(Source records)

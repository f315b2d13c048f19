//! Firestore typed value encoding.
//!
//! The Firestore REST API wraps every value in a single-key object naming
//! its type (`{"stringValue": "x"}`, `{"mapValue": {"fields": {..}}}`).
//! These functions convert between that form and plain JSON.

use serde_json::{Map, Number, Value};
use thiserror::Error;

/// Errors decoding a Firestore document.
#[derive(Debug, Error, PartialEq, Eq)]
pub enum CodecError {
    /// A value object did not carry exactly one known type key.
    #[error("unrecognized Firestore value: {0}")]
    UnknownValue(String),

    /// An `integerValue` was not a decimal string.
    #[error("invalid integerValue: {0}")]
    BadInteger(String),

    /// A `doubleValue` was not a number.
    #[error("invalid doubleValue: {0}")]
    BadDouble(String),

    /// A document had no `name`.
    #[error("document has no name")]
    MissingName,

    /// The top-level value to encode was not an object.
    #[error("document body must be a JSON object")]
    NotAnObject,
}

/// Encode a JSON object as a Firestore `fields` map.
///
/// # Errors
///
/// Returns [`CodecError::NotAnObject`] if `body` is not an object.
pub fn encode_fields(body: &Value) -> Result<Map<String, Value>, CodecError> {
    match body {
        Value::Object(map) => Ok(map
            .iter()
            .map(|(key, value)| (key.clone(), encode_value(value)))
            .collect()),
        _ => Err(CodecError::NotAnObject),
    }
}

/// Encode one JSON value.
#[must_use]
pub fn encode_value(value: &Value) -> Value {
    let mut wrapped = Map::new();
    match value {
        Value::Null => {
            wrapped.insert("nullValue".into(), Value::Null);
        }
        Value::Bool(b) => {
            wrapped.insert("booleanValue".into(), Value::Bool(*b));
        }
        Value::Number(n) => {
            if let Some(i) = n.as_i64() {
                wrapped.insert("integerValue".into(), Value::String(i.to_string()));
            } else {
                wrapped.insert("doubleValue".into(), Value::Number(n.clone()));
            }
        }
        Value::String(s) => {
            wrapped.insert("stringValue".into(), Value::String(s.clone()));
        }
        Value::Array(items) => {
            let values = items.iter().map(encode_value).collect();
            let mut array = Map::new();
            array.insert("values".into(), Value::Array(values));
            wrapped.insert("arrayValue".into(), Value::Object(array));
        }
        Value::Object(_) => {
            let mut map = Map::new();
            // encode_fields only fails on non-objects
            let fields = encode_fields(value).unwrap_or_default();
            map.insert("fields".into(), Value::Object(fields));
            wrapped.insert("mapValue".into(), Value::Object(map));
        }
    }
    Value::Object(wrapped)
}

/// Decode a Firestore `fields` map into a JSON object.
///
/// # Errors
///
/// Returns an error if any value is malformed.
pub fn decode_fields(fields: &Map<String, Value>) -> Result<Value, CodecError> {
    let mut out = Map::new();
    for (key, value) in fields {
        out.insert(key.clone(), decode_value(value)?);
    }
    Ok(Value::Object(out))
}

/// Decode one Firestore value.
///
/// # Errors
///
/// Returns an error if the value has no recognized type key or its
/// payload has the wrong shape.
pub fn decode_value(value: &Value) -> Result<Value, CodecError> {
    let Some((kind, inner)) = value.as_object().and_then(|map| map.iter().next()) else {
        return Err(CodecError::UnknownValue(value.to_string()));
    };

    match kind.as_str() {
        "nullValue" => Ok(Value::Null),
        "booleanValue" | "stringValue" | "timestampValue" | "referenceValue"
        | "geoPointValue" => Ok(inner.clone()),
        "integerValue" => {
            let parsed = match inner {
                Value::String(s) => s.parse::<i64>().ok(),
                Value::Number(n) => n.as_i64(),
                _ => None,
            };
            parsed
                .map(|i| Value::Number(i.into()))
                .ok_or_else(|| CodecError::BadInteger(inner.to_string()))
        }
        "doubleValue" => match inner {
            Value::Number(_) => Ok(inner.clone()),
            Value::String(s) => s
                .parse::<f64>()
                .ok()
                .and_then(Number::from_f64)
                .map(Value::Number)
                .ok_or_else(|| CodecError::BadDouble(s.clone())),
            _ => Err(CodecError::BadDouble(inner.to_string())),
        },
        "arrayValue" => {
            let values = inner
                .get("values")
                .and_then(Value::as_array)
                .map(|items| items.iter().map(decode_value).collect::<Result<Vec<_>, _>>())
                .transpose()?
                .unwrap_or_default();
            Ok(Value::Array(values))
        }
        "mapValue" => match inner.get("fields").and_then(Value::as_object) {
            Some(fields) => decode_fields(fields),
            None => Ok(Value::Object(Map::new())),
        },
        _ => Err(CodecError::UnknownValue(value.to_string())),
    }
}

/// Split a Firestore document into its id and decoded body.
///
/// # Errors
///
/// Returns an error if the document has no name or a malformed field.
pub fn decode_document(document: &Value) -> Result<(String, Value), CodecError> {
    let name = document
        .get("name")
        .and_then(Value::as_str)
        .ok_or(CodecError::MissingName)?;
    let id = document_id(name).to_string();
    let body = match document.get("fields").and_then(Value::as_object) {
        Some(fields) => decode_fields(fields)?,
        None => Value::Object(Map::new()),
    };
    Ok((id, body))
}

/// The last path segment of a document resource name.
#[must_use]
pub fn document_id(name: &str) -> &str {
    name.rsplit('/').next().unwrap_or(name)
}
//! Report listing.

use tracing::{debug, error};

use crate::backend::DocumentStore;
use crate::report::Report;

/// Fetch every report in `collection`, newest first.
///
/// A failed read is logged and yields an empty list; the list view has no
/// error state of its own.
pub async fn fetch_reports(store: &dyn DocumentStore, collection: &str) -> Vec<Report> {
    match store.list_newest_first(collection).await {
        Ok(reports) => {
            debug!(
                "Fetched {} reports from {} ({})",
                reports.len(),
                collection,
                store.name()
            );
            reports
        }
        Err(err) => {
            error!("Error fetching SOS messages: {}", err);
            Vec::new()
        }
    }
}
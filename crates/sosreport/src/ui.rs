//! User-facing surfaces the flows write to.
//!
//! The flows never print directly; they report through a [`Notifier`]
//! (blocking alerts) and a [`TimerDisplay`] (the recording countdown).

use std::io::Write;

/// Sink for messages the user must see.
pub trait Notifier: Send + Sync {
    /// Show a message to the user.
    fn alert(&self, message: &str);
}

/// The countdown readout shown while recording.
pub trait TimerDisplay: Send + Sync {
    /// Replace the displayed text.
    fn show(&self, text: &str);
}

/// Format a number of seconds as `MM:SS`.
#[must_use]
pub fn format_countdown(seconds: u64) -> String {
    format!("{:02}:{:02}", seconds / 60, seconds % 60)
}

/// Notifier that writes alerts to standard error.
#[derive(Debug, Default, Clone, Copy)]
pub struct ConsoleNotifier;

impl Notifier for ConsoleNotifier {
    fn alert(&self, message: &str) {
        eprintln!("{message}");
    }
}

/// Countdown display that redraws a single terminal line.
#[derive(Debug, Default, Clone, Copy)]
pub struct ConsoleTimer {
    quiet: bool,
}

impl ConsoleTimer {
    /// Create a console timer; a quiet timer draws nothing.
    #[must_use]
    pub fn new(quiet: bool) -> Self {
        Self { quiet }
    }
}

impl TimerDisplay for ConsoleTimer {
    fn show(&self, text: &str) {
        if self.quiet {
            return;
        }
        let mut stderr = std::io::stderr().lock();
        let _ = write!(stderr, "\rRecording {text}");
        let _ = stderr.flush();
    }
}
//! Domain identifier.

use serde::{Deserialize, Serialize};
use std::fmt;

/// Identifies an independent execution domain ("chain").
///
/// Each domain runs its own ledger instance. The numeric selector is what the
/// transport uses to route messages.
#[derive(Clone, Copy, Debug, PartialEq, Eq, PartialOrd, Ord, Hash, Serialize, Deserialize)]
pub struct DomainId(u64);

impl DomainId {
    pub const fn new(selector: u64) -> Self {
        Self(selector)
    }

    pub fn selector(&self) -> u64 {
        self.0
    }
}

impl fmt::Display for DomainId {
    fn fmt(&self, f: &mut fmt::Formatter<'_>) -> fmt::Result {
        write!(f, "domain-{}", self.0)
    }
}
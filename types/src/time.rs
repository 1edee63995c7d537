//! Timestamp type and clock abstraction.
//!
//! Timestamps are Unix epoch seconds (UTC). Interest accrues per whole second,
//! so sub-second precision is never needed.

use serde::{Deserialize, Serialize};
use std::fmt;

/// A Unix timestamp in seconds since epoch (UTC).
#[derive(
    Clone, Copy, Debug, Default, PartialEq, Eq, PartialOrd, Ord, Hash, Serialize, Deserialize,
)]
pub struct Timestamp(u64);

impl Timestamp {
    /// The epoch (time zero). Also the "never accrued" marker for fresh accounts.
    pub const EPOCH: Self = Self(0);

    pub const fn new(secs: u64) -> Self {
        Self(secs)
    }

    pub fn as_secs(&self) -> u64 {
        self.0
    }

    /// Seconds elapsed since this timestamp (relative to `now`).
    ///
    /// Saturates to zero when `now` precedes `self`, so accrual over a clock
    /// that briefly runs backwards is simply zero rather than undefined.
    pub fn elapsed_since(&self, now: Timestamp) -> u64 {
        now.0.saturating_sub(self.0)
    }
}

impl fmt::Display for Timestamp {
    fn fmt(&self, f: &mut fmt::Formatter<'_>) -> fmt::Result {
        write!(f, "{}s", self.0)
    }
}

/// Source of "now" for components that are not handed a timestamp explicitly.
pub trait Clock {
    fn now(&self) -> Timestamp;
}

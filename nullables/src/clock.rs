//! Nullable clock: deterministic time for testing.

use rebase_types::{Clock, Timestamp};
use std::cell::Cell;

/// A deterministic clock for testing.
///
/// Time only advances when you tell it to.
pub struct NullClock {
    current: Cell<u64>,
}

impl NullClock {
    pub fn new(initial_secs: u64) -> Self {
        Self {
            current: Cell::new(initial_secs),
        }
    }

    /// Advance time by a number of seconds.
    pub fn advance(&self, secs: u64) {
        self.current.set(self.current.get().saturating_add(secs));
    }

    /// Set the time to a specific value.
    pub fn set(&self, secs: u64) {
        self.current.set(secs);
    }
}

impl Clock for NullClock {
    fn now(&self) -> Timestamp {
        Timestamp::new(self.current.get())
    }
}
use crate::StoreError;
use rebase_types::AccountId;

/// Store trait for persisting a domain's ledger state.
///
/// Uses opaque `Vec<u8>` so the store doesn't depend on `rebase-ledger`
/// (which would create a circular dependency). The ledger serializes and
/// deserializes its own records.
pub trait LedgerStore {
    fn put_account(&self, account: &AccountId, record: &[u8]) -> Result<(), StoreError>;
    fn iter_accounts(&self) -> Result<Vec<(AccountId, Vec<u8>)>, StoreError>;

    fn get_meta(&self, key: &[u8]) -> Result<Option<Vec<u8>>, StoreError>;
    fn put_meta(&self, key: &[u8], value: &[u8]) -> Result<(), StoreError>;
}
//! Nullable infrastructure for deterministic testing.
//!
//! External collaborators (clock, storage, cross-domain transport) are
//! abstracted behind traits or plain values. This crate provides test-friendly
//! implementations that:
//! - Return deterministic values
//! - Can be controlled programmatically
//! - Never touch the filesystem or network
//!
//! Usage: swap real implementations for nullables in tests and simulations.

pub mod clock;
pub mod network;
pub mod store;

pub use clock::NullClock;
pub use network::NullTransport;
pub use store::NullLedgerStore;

▸ **WORK INSTRUCTIONS**
Exact duplication is required for the lines above, from the line that contains "shown while recording." to the line that contains "impl fmt::Display for DomainId", inclusive; omit all others.

▸ **YOUR RESPONSE**
/// The countdown readout shown while recording.
pub trait TimerDisplay: Send + Sync {
    /// Replace the displayed text.
    fn show(&self, text: &str);
}

/// Format a number of seconds as `MM:SS`.
#[must_use]
pub fn format_countdown(seconds: u64) -> String {
    format!("{:02}:{:02}", seconds / 60, seconds % 60)
}

/// Notifier that writes alerts to standard error.
#[derive(Debug, Default, Clone, Copy)]
pub struct ConsoleNotifier;

impl Notifier for ConsoleNotifier {
    fn alert(&self, message: &str) {
        eprintln!("{message}");
    }
}

/// Countdown display that redraws a single terminal line.
#[derive(Debug, Default, Clone, Copy)]
pub struct ConsoleTimer {
    quiet: bool,
}

impl ConsoleTimer {
    /// Create a console timer; a quiet timer draws nothing.
    #[must_use]
    pub fn new(quiet: bool) -> Self {
        Self { quiet }
    }
}

impl TimerDisplay for ConsoleTimer {
    fn show(&self, text: &str) {
        if self.quiet {
            return;
        }
        let mut stderr = std::io::stderr().lock();
        let _ = write!(stderr, "\rRecording {text}");
        let _ = stderr.flush();
    }
}
//! Domain identifier.

use serde::{Deserialize, Serialize};
use std::fmt;

/// Identifies an independent execution domain ("chain").
///
/// Each domain runs its own ledger instance. The numeric selector is what the
/// transport uses to route messages.
#[derive(Clone, Copy, Debug, PartialEq, Eq, PartialOrd, Ord, Hash, Serialize, Deserialize)]
pub struct DomainId(u64);

impl DomainId {
    pub const fn new(selector: u64) -> Self {
        Self(selector)
    }

    pub fn selector(&self) -> u64 {
        self.0
    }
}

impl fmt::Display for DomainId {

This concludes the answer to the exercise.